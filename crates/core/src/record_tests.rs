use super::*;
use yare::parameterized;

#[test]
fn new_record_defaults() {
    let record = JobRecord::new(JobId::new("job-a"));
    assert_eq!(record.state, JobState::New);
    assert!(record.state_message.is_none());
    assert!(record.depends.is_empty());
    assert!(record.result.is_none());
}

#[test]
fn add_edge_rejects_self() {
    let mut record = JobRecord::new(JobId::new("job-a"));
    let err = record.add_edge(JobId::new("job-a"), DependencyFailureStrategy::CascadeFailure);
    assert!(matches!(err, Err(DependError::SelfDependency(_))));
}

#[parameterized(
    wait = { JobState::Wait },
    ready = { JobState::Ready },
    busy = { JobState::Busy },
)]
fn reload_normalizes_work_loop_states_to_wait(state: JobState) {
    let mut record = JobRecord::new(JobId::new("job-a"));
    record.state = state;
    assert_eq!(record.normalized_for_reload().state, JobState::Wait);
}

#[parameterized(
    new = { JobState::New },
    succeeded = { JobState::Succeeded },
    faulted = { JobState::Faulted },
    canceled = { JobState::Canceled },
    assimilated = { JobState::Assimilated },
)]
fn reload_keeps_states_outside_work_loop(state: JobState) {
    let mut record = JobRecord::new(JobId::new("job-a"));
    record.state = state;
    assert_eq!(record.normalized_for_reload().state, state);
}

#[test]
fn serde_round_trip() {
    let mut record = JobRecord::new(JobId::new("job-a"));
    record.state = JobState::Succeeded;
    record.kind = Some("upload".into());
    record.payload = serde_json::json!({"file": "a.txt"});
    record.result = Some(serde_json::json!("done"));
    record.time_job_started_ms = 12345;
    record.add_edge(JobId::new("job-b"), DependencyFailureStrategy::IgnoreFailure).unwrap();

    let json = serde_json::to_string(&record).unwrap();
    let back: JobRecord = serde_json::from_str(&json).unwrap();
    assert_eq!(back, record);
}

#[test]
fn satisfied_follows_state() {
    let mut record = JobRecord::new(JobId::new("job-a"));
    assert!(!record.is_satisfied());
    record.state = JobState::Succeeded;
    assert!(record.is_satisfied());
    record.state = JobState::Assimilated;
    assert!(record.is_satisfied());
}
--
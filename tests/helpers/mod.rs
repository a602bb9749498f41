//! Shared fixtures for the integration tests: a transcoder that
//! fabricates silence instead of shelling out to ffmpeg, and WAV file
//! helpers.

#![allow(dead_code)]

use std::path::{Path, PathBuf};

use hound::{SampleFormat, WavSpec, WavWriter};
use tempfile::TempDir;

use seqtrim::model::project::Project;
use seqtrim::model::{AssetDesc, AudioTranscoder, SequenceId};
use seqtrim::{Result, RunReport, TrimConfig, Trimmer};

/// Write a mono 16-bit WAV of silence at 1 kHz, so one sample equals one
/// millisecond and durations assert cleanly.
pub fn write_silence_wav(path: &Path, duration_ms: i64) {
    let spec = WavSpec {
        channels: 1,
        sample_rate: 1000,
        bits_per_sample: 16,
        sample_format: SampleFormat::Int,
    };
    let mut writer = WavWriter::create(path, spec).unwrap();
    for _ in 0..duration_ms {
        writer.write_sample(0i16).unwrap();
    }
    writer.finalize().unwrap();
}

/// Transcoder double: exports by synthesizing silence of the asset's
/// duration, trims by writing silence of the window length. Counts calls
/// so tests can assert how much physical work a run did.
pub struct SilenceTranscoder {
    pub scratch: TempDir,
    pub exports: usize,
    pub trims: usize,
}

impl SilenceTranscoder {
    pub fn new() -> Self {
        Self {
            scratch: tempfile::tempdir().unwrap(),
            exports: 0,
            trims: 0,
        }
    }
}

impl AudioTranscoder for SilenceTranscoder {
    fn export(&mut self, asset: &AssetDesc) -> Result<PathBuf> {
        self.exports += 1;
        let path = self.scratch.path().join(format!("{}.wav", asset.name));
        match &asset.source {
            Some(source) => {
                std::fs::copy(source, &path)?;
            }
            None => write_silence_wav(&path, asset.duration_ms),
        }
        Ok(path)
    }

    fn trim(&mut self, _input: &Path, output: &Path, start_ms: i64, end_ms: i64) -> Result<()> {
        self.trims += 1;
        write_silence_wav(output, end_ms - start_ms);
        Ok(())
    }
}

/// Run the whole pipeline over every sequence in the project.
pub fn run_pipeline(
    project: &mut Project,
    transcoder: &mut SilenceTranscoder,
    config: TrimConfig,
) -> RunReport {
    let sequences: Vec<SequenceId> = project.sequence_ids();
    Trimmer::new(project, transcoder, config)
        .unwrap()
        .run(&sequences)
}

## TASK BRIEF
Where a line in the data contains the string "Assimilated", add it to your count, and give only the final number.

## YOUR RESPONSE
2